Top of DATASET

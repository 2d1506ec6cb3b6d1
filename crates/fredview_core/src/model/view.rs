//! View selection model.
//!
//! # Responsibility
//! - Define transform/formula/theme tags with stable serialized names.
//! - Define the named, persisted `ViewConfig` bundle.
//!
//! # Invariants
//! - Serialized tags are stable: renaming a variant must keep its tag.
//! - `CombineOp` has no "none" state; code holding one can always combine.

use serde::{Deserialize, Serialize};
use std::error::Error;
use std::fmt::{Display, Formatter};
use std::str::FromStr;

/// Single-series numeric transformation.
#[derive(Debug, Clone, Copy, Default, PartialEq, Eq, Hash, Serialize, Deserialize)]
pub enum TransformKind {
    /// Values as stored, after numeric coercion.
    #[default]
    #[serde(rename = "raw")]
    Raw,
    /// Percent change against the previous point.
    #[serde(rename = "pct_change_mom")]
    PctChangeMom,
    /// Percent change against the point twelve positions back.
    #[serde(rename = "pct_change_yoy")]
    PctChangeYoy,
    /// Rebased so the first point equals 100.
    #[serde(rename = "index_100")]
    Index100,
}

impl TransformKind {
    pub const ALL: [TransformKind; 4] = [
        TransformKind::Raw,
        TransformKind::PctChangeMom,
        TransformKind::PctChangeYoy,
        TransformKind::Index100,
    ];

    pub fn as_str(self) -> &'static str {
        match self {
            Self::Raw => "raw",
            Self::PctChangeMom => "pct_change_mom",
            Self::PctChangeYoy => "pct_change_yoy",
            Self::Index100 => "index_100",
        }
    }
}

/// Two-series formula selected for a view.
#[derive(Debug, Clone, Copy, Default, PartialEq, Eq, Hash, Serialize, Deserialize)]
#[serde(rename_all = "snake_case")]
pub enum FormulaKind {
    #[default]
    None,
    Difference,
    Ratio,
}

impl FormulaKind {
    pub const ALL: [FormulaKind; 3] = [
        FormulaKind::None,
        FormulaKind::Difference,
        FormulaKind::Ratio,
    ];

    pub fn as_str(self) -> &'static str {
        match self {
            Self::None => "none",
            Self::Difference => "difference",
            Self::Ratio => "ratio",
        }
    }

    /// Returns the combine operation for this formula, or `None` when no
    /// formula is selected.
    pub fn combine_op(self) -> Option<CombineOp> {
        match self {
            Self::None => None,
            Self::Difference => Some(CombineOp::Difference),
            Self::Ratio => Some(CombineOp::Ratio),
        }
    }
}

/// Operation applied by the formula combiner.
#[derive(Debug, Clone, Copy, PartialEq, Eq, Hash)]
pub enum CombineOp {
    /// `a - b`
    Difference,
    /// `a / b`
    Ratio,
}

/// Display theme stored with a view. Not interpreted by core.
#[derive(Debug, Clone, Copy, Default, PartialEq, Eq, Hash, Serialize, Deserialize)]
#[serde(rename_all = "snake_case")]
pub enum Theme {
    #[default]
    Light,
    Dark,
}

impl Theme {
    pub fn as_str(self) -> &'static str {
        match self {
            Self::Light => "light",
            Self::Dark => "dark",
        }
    }
}

/// Error for unknown transform/formula/theme tags.
#[derive(Debug, Clone, PartialEq, Eq)]
pub struct UnknownTagError {
    pub kind: &'static str,
    pub value: String,
    pub expected: &'static str,
}

impl Display for UnknownTagError {
    fn fmt(&self, f: &mut Formatter<'_>) -> std::fmt::Result {
        write!(
            f,
            "unknown {} `{}`; expected {}",
            self.kind, self.value, self.expected
        )
    }
}

impl Error for UnknownTagError {}

impl FromStr for TransformKind {
    type Err = UnknownTagError;

    fn from_str(value: &str) -> Result<Self, Self::Err> {
        let normalized = value.trim().to_ascii_lowercase();
        Self::ALL
            .into_iter()
            .find(|kind| kind.as_str() == normalized)
            .ok_or_else(|| UnknownTagError {
                kind: "transform",
                value: value.to_string(),
                expected: "raw|pct_change_mom|pct_change_yoy|index_100",
            })
    }
}

impl FromStr for FormulaKind {
    type Err = UnknownTagError;

    fn from_str(value: &str) -> Result<Self, Self::Err> {
        let normalized = value.trim().to_ascii_lowercase();
        Self::ALL
            .into_iter()
            .find(|kind| kind.as_str() == normalized)
            .ok_or_else(|| UnknownTagError {
                kind: "formula",
                value: value.to_string(),
                expected: "none|difference|ratio",
            })
    }
}

impl FromStr for Theme {
    type Err = UnknownTagError;

    fn from_str(value: &str) -> Result<Self, Self::Err> {
        match value.trim().to_ascii_lowercase().as_str() {
            "light" => Ok(Self::Light),
            "dark" => Ok(Self::Dark),
            _ => Err(UnknownTagError {
                kind: "theme",
                value: value.to_string(),
                expected: "light|dark",
            }),
        }
    }
}

impl Display for TransformKind {
    fn fmt(&self, f: &mut Formatter<'_>) -> std::fmt::Result {
        f.write_str(self.as_str())
    }
}

impl Display for FormulaKind {
    fn fmt(&self, f: &mut Formatter<'_>) -> std::fmt::Result {
        f.write_str(self.as_str())
    }
}

impl Display for Theme {
    fn fmt(&self, f: &mut Formatter<'_>) -> std::fmt::Result {
        f.write_str(self.as_str())
    }
}

/// Selection state that drives one browse pass.
#[derive(Debug, Clone, Default, PartialEq, Eq, Serialize, Deserialize)]
pub struct ViewSelection {
    /// Series shown, in selection order.
    pub selected_series: Vec<String>,
    pub transform: TransformKind,
    pub formula: FormulaKind,
    /// Right-hand operand of the formula; the left one is the first selected
    /// series.
    pub second_series: Option<String>,
}

/// Named, persisted bundle of user selection state.
#[derive(Debug, Clone, PartialEq, Eq, Serialize, Deserialize)]
pub struct ViewConfig {
    pub name: String,
    #[serde(default)]
    pub selected_series: Vec<String>,
    #[serde(default)]
    pub transform: TransformKind,
    #[serde(default)]
    pub formula: FormulaKind,
    #[serde(default)]
    pub second_series: Option<String>,
    #[serde(default)]
    pub theme: Theme,
}

impl ViewConfig {
    /// Creates a configuration with default transform, formula and theme.
    pub fn new(name: impl Into<String>, selected_series: Vec<String>) -> Self {
        Self {
            name: name.into(),
            selected_series,
            transform: TransformKind::default(),
            formula: FormulaKind::default(),
            second_series: None,
            theme: Theme::default(),
        }
    }

    /// Returns the pipeline-driving part of this configuration.
    pub fn selection(&self) -> ViewSelection {
        ViewSelection {
            selected_series: self.selected_series.clone(),
            transform: self.transform,
            formula: self.formula,
            second_series: self.second_series.clone(),
        }
    }
}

Bottom of DATASET

WHAT IS NEEDED:
Print all of the entries exactly as they are written.

ANSWER BOX:
repository 2d1506ec6cb3b6d1
filename crates/fredview_core/src/model/view.rs
//! View selection model.
//!
//! # Responsibility
//! - Define transform/formula/theme tags with stable serialized names.
//! - Define the named, persisted `ViewConfig` bundle.
//!
//! # Invariants
//! - Serialized tags are stable: renaming a variant must keep its tag.
//! - `CombineOp` has no "none" state; code holding one can always combine.

use serde::{Deserialize, Serialize};
use std::error::Error;
use std::fmt::{Display, Formatter};
use std::str::FromStr;

/// Single-series numeric transformation.
#[derive(Debug, Clone, Copy, Default, PartialEq, Eq, Hash, Serialize, Deserialize)]
pub enum TransformKind {
    /// Values as stored, after numeric coercion.
    #[default]
    #[serde(rename = "raw")]
    Raw,
    /// Percent change against the previous point.
    #[serde(rename = "pct_change_mom")]
    PctChangeMom,
    /// Percent change against the point twelve positions back.
    #[serde(rename = "pct_change_yoy")]
    PctChangeYoy,
    /// Rebased so the first point equals 100.
    #[serde(rename = "index_100")]
    Index100,
}

impl TransformKind {
    pub const ALL: [TransformKind; 4] = [
        TransformKind::Raw,
        TransformKind::PctChangeMom,
        TransformKind::PctChangeYoy,
        TransformKind::Index100,
    ];

    pub fn as_str(self) -> &'static str {
        match self {
            Self::Raw => "raw",
            Self::PctChangeMom => "pct_change_mom",
            Self::PctChangeYoy => "pct_change_yoy",
            Self::Index100 => "index_100",
        }
    }
}

/// Two-series formula selected for a view.
#[derive(Debug, Clone, Copy, Default, PartialEq, Eq, Hash, Serialize, Deserialize)]
#[serde(rename_all = "snake_case")]
pub enum FormulaKind {
    #[default]
    None,
    Difference,
    Ratio,
}

impl FormulaKind {
    pub const ALL: [FormulaKind; 3] = [
        FormulaKind::None,
        FormulaKind::Difference,
        FormulaKind::Ratio,
    ];

    pub fn as_str(self) -> &'static str {
        match self {
            Self::None => "none",
            Self::Difference => "difference",
            Self::Ratio => "ratio",
        }
    }

    /// Returns the combine operation for this formula, or `None` when no
    /// formula is selected.
    pub fn combine_op(self) -> Option<CombineOp> {
        match self {
            Self::None => None,
            Self::Difference => Some(CombineOp::Difference),
            Self::Ratio => Some(CombineOp::Ratio),
        }
    }
}

/// Operation applied by the formula combiner.
#[derive(Debug, Clone, Copy, PartialEq, Eq, Hash)]
pub enum CombineOp {
    /// `a - b`
    Difference,
    /// `a / b`
    Ratio,
}

/// Display theme stored with a view. Not interpreted by core.
#[derive(Debug, Clone, Copy, Default, PartialEq, Eq, Hash, Serialize, Deserialize)]
#[serde(rename_all = "snake_case")]
pub enum Theme {
    #[default]
    Light,
    Dark,
}

impl Theme {
    pub fn as_str(self) -> &'static str {
        match self {
            Self::Light => "light",
            Self::Dark => "dark",
        }
    }
}

/// Error for unknown transform/formula/theme tags.
#[derive(Debug, Clone, PartialEq, Eq)]
pub struct UnknownTagError {
    pub kind: &'static str,
    pub value: String,
    pub expected: &'static str,
}

impl Display for UnknownTagError {
    fn fmt(&self, f: &mut Formatter<'_>) -> std::fmt::Result {
        write!(
            f,
            "unknown {} `{}`; expected {}",
            self.kind, self.value, self.expected
        )
    }
}

impl Error for UnknownTagError {}

impl FromStr for TransformKind {
    type Err = UnknownTagError;

    fn from_str(value: &str) -> Result<Self, Self::Err> {
        let normalized = value.trim().to_ascii_lowercase();
        Self::ALL
            .into_iter()
            .find(|kind| kind.as_str() == normalized)
            .ok_or_else(|| UnknownTagError {
                kind: "transform",
                value: value.to_string(),
                expected: "raw|pct_change_mom|pct_change_yoy|index_100",
            })
    }
}

impl FromStr for FormulaKind {
    type Err = UnknownTagError;

    fn from_str(value: &str) -> Result<Self, Self::Err> {
        let normalized = value.trim().to_ascii_lowercase();
        Self::ALL
            .into_iter()
            .find(|kind| kind.as_str() == normalized)
            .ok_or_else(|| UnknownTagError {
                kind: "formula",
                value: value.to_string(),
                expected: "none|difference|ratio",
            })
    }
}

impl FromStr for Theme {
    type Err = UnknownTagError;

    fn from_str(value: &str) -> Result<Self, Self::Err> {
        match value.trim().to_ascii_lowercase().as_str() {
            "light" => Ok(Self::Light),
            "dark" => Ok(Self::Dark),
            _ => Err(UnknownTagError {
                kind: "theme",
                value: value.to_string(),
                expected: "light|dark",
            }),
        }
    }
}

impl Display for TransformKind {
    fn fmt(&self, f: &mut Formatter<'_>) -> std::fmt::Result {
        f.write_str(self.as_str())
    }
}

impl Display for FormulaKind {
    fn fmt(&self, f: &mut Formatter<'_>) -> std::fmt::Result {
        f.write_str(self.as_str())
    }
}

impl Display for Theme {
    fn fmt(&self, f: &mut Formatter<'_>) -> std::fmt::Result {
        f.write_str(self.as_str())
    }
}

/// Selection state that drives one browse pass.
#[derive(Debug, Clone, Default, PartialEq, Eq, Serialize, Deserialize)]
pub struct ViewSelection {
    /// Series shown, in selection order.
    pub selected_series: Vec<String>,
    pub transform: TransformKind,
    pub formula: FormulaKind,
    /// Right-hand operand of the formula; the left one is the first selected
    /// series.
    pub second_series: Option<String>,
}

/// Named, persisted bundle of user selection state.
#[derive(Debug, Clone, PartialEq, Eq, Serialize, Deserialize)]
pub struct ViewConfig {
    pub name: String,
    #[serde(default)]
    pub selected_series: Vec<String>,
    #[serde(default)]
    pub transform: TransformKind,
    #[serde(default)]
    pub formula: FormulaKind,
    #[serde(default)]
    pub second_series: Option<String>,
    #[serde(default)]
    pub theme: Theme,
}

impl ViewConfig {
    /// Creates a configuration with default transform, formula and theme.
    pub fn new(name: impl Into<String>, selected_series: Vec<String>) -> Self {
        Self {
            name: name.into(),
            selected_series,
            transform: TransformKind::default(),
            formula: FormulaKind::default(),
            second_series: None,
            theme: Theme::default(),
        }
    }

    /// Returns the pipeline-driving part of this configuration.
    pub fn selection(&self) -> ViewSelection {
        ViewSelection {
            selected_series: self.selected_series.clone(),
            transform: self.transform,
            formula: self.formula,
            second_series: self.second_series.clone(),
        }
    }
}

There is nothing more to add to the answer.